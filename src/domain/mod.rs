pub mod models;
pub mod season;

pub use models::{
    DAY_MS, Dataset, Faction, FactionKey, Field, Overlay, RawRow, Region, RegionMap, Timestamp,
    WEEK_MS, faction_key_name,
};
pub use season::{
    Affix, AffixSet, ConfirmedCutoff, CrossFactionSupport, Season, SeasonSlug, SeasonTable,
};
use anyhow::{Context, Result};
use rusqlite::params;

use super::connection::{DbConn, DbPool, get_connection};
use crate::domain::{RawRow, Region, Timestamp};
use crate::engine::SnapshotSource;

pub fn insert_rows(conn: &mut DbConn, rows: &[RawRow]) -> Result<usize> {
    let tx = conn.transaction().context("Failed to open transaction")?;
    {
        let mut stmt = tx.prepare(
            "INSERT INTO snapshots (timestamp, region, faction, score, rank) VALUES (?1, ?2, ?3, ?4, ?5)",
        )?;
        for row in rows {
            stmt.execute(params![row.timestamp, row.region, row.faction, row.score, row.rank])
                .context("Failed to insert snapshot")?;
        }
    }
    tx.commit().context("Failed to commit snapshots")?;

    Ok(rows.len())
}

/// Rows of one region within `[from, to]`, newest first
pub fn fetch_rows(
    conn: &mut DbConn,
    region: Region,
    from: Timestamp,
    to: Timestamp,
) -> Result<Vec<RawRow>> {
    let sql = "SELECT timestamp, region, faction, score, rank FROM snapshots WHERE region = ?1 AND timestamp >= ?2 AND timestamp <= ?3 ORDER BY timestamp DESC";

    let mut stmt = conn.prepare(sql)?;
    let rows = stmt
        .query_map(params![region.as_str(), from, to], parse_raw_row)?
        .collect::<rusqlite::Result<Vec<_>>>()
        .context("Failed to read snapshots")?;

    Ok(rows)
}

pub fn count_rows(conn: &mut DbConn) -> Result<i64> {
    conn.query_row("SELECT COUNT(*) FROM snapshots", [], |r| r.get(0))
        .context("Failed to count snapshots")
}

fn parse_raw_row(row: &rusqlite::Row) -> rusqlite::Result<RawRow> {
    Ok(RawRow {
        timestamp: row.get(0)?,
        region: row.get(1)?,
        faction: row.get(2)?,
        score: row.get(3)?,
        rank: row.get(4)?,
    })
}

/// The snapshot table as the engine's row source
pub struct SqliteSnapshotSource {
    pool: DbPool,
}

impl SqliteSnapshotSource {
    pub fn new(pool: DbPool) -> Self {
        Self { pool }
    }
}

impl SnapshotSource for SqliteSnapshotSource {
    fn fetch_rows(&self, region: Region, from: Timestamp, to: Timestamp) -> Result<Vec<RawRow>> {
        let mut conn = get_connection(&self.pool)?;
        fetch_rows(&mut conn, region, from, to)
    }
}
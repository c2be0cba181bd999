pub mod dedup;
pub mod extrapolation;
pub mod freshness;
pub mod normalize;
pub mod pipeline;
pub mod viewport;
pub mod weekly;

pub use dedup::dedupe_by_day;
pub use extrapolation::{Extrapolation, extrapolate, extrapolate_for_season};
pub use freshness::{Freshness, FreshnessHeaders, derive_freshness};
pub use normalize::normalize_rows;
pub use pipeline::{Engine, LoadRequest, RegionResult, SeasonResponse, SnapshotSource, compute_region};
pub use viewport::{ZoomWindow, calculate_extremes_to_zoom_to};
pub use weekly::{WeekPosition, WeekSummary, week_position, weekly_summaries};
use axum::{
    extract::{Path, Query, State},
    http::{
        header::{CACHE_CONTROL, ETAG, EXPIRES, IF_NONE_MATCH, LAST_MODIFIED},
        HeaderMap, HeaderName, HeaderValue, StatusCode,
    },
    response::{IntoResponse, Json},
};
use chrono::Utc;
use std::sync::Arc;

use super::{AppState, SeasonParams};
use crate::api::models::{SeasonListItem, SeasonListResponse};
use crate::engine::{FreshnessHeaders, LoadRequest};

pub async fn list_seasons(State(state): State<Arc<AppState>>) -> impl IntoResponse {
    let seasons = state.engine.seasons();
    let items: Vec<SeasonListItem> = seasons
        .slugs()
        .into_iter()
        .filter_map(|slug| seasons.get(slug).ok())
        .map(SeasonListItem::from)
        .collect();

    Json(SeasonListResponse {
        total: items.len(),
        items,
    })
}

pub async fn get_season(
    State(state): State<Arc<AppState>>,
    Path(slug): Path<String>,
    Query(params): Query<SeasonParams>,
    headers: HeaderMap,
) -> impl IntoResponse {
    let request = match LoadRequest::parse(
        &slug,
        params.regions.as_deref(),
        params.overlays.as_deref(),
        params.as_of,
    ) {
        Ok(request) => request,
        Err(e) => return e.into_response(),
    };

    let now = Utc::now().timestamp_millis();
    let response = match state.engine.load(&request, now).await {
        Ok(response) => response,
        Err(e) => return e.into_response(),
    };

    let cache_headers = build_cache_headers(&response.freshness.headers());

    let if_none_match = headers.get(IF_NONE_MATCH).and_then(|h| h.to_str().ok());
    if if_none_match.is_some_and(|tag| response.freshness.matches(tag)) {
        return (StatusCode::NOT_MODIFIED, cache_headers).into_response();
    }

    (cache_headers, Json(response)).into_response()
}

fn build_cache_headers(bag: &FreshnessHeaders) -> HeaderMap {
    let mut headers = HeaderMap::new();

    insert_header(&mut headers, ETAG, &bag.etag);
    insert_header(&mut headers, EXPIRES, &bag.expires);
    insert_header(&mut headers, CACHE_CONTROL, &bag.cache_control);
    if let Some(last_modified) = &bag.last_modified {
        insert_header(&mut headers, LAST_MODIFIED, last_modified);
    }

    headers
}

fn insert_header(headers: &mut HeaderMap, name: HeaderName, value: &str) {
    match HeaderValue::from_str(value) {
        Ok(value) => {
            headers.insert(name, value);
        }
        Err(e) => log::warn!("Skipping invalid {} header {:?}: {}", name, value, e),
    }
}
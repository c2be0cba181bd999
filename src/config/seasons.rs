use anyhow::Result;
use log::info;

use super::settings::ServerSettings;
use crate::domain::{
    Affix::*, AffixSet, CrossFactionSupport, RegionMap, Season, SeasonSlug, SeasonTable, Timestamp,
};

/// Built-in season table. Every known slug has exactly one entry.
pub fn get_seasons() -> Vec<Season> {
    SeasonSlug::ALL.into_iter().map(build_season).collect()
}

/// Season table used by the process: the JSON override if configured, the built-in one otherwise
pub fn load_season_table(settings: &ServerSettings) -> Result<SeasonTable> {
    match &settings.seasons_path {
        Some(path) => {
            info!("Loading season table from {}", path);
            SeasonTable::from_json_file(path)
        }
        None => Ok(SeasonTable::new(get_seasons())?),
    }
}

fn build_season(slug: SeasonSlug) -> Season {
    match slug {
        SeasonSlug::SlSeason4 => Season {
            slug,
            // 2022-08-02 / 2022-08-03
            start_dates: dates(1659452400000, 1659499200000, 1659567600000),
            // 2022-10-24 / 2022-10-25
            end_dates: dates(1666623600000, 1666670400000, 1666738800000),
            affix_schedule: vec![
                vec![Tyrannical, Bolstering, Explosive, Shrouded],
                vec![Fortified, Bursting, Storming, Shrouded],
                vec![Tyrannical, Raging, Volcanic, Shrouded],
                vec![Fortified, Inspiring, Grievous, Shrouded],
                vec![Tyrannical, Spiteful, Necrotic, Shrouded],
                vec![Fortified, Bolstering, Quaking, Shrouded],
                vec![Tyrannical, Sanguine, Grievous, Shrouded],
                vec![Fortified, Raging, Explosive, Shrouded],
            ],
            cross_faction_support: CrossFactionSupport::Unsupported,
            confirmed_cutoffs: Vec::new(),
        },
        SeasonSlug::DfSeason1 => Season {
            slug,
            // 2022-12-13 / 2022-12-14
            start_dates: dates(1670943600000, 1670990400000, 1671058800000),
            // 2023-05-09 / 2023-05-10
            end_dates: dates(1683644400000, 1683691200000, 1683759600000),
            affix_schedule: vec![
                vec![Fortified, Raging, Quaking, Thundering],
                vec![Tyrannical, Bursting, Grievous, Thundering],
                vec![Fortified, Sanguine, Volcanic, Thundering],
                vec![Tyrannical, Raging, Storming, Thundering],
                vec![Fortified, Spiteful, Grievous, Thundering],
                vec![Tyrannical, Sanguine, Explosive, Thundering],
                vec![Fortified, Bolstering, Storming, Thundering],
                vec![Tyrannical, Spiteful, Quaking, Thundering],
                vec![Fortified, Bursting, Explosive, Thundering],
                vec![Tyrannical, Bolstering, Volcanic, Thundering],
            ],
            // 2023-01-31, cross-faction ladders went live mid-season
            cross_faction_support: CrossFactionSupport::Partial {
                cutover: 1675177200000,
            },
            confirmed_cutoffs: Vec::new(),
        },
        SeasonSlug::DfSeason2 => Season {
            slug,
            // 2023-05-09 / 2023-05-10
            start_dates: dates(1683644400000, 1683691200000, 1683759600000),
            // 2023-11-06 / 2023-11-07
            end_dates: dates(1699282800000, 1699329600000, 1699398000000),
            affix_schedule: dragonflight_rotation(0),
            cross_faction_support: CrossFactionSupport::Complete,
            confirmed_cutoffs: Vec::new(),
        },
        SeasonSlug::DfSeason3 => Season {
            slug,
            // 2023-11-14 / 2023-11-15
            start_dates: dates(1699974000000, 1700020800000, 1700089200000),
            // 2024-04-22 / 2024-04-23
            end_dates: dates(1713798000000, 1713844800000, 1713913200000),
            affix_schedule: dragonflight_rotation(7),
            cross_faction_support: CrossFactionSupport::Complete,
            confirmed_cutoffs: Vec::new(),
        },
    }
}

/// KR and TW share a start time
fn dates(us: Timestamp, eu: Timestamp, asia: Timestamp) -> RegionMap<Option<Timestamp>> {
    RegionMap {
        us: Some(us),
        eu: Some(eu),
        kr: Some(asia),
        tw: Some(asia),
    }
}

/// The ten-week rotation shared by later Dragonflight seasons, starting at `offset`
fn dragonflight_rotation(offset: usize) -> Vec<AffixSet> {
    let rotation: [AffixSet; 10] = [
        vec![Tyrannical, Storming, Raging],
        vec![Fortified, Entangling, Bolstering],
        vec![Tyrannical, Incorporeal, Spiteful],
        vec![Fortified, Afflicted, Raging],
        vec![Tyrannical, Volcanic, Sanguine],
        vec![Fortified, Storming, Bursting],
        vec![Tyrannical, Afflicted, Bolstering],
        vec![Fortified, Incorporeal, Sanguine],
        vec![Tyrannical, Entangling, Bursting],
        vec![Fortified, Volcanic, Spiteful],
    ];

    let mut schedule = rotation.to_vec();
    schedule.rotate_left(offset % rotation.len());
    schedule
}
○ ○ ○ ○ ○
Goal of the exercise: Search the records for the string "Entangling", and copy every line that holds it.

Your solution:
        vec![Fortified, Entangling, Bolstering],
        vec![Tyrannical, Entangling, Bursting],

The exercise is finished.